Рассматривая обложку «Пламени», трудно не согласиться с Розановым: разверзшаяся огненная вульва, звезда горняя, плоть-звезда, раскалившаяся, как чрево, тридцать четыре амебистых луча от нее. И этот «рог» посредине — в нем нет изящества языка пламени, он насуплен, плотен, тяжел. Не огонь, а контур изогнутой двери — войди, войди, войди, — вульгарный эротизм обложки обращен не столько к читателю, сколько в себя, за себя. Важная очень особенность: карповские пошлость, безыскусность и мода в сиянии «Пламени» всегда перерождаются во что-то иное, невозможное10. Ведь Карпов не то чтобы писатель, а скорее траурник, вопленник, тяготник, «темномордое» — как однажды назвал его Блок11.

Протороман, текст «Князь тьмы», Карпов закончил примерно к началу 1910 года, но, столкнувшись с редакторской критикой, уже к концу года переработал его в известный теперь «Пламень»12. Тогда же Карпов начинает пропихивать «Пламень» через переписку с влиятельными литераторами13. Издать «роман» удается лишь в октябре 1913-го, что породило целый жанр, так сказать «обожженные “Пламенем”»: «И похоже на то, что вся книга — сплошная клевета, видимо, бессознательная со стороны автора, — клевета на человека вообще, на русское крестьянство и сектантство, в частности, а заодно и на те слои крестьянства, которые соседят с крестьянством»14.

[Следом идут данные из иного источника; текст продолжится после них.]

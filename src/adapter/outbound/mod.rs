//! Outbound adapters (driven side).

pub mod vault;
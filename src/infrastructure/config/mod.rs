//! Infrastructure configuration modules.

pub mod logging;
pub mod settings;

В «Бюллетене литературы и жизни» заявили, что «Пламень» «не что иное, как бред, местами отталкивающий, возмущающий, местами потрясающий бред пришедшего в художественную литературу фанатика-сектанта, темного ”хлебороба”»15. Критик Евгений Лундберг подсчитал: «По количеству убийств и насилий повесть г. Карпова вероятно оказалась рекордной»16. Публицист Ал. Ожигов нашел, что строки «Пламени» наполнены «стилистическим блудом»17. Обычно пристальный Иванов-Разумник заметил, что талант Карпова тонет в «хляби дешевого декадентства», а «через год-другой никто не будет помнить о “Пламени”»18. Были и очевидные диагнозы: «Книга Пимена Карпова — багровый сгусток крови»19. Военный врач Лев Войтоловский сказал, что Пимен Карпов «колдун, живодер, пророк, заговорщик, что угодно, но только не писатель»20. Якобы в «Пламени» бродят «люди, похожие на плевки» да ползают «черви, похожие на женщин». Тот же Войтоловский в неспокойном Киеве 1918 года, говоря о «Двенадцати» Блока, вдруг вспоминает когда-то разобранную им книгу: «Сейчас Пимен Карпов — один из деятельнейших членов курского совдепа и, не боясь наготы своей, обильно поливает родную землю кровью и… делает из кабака церковь.

Я боюсь, что лютования “Двенадцати” очень сильно сближают их с ехами, смрадами и отверженными душами Пимена Карпова, семя которых не дает чистого побега»21.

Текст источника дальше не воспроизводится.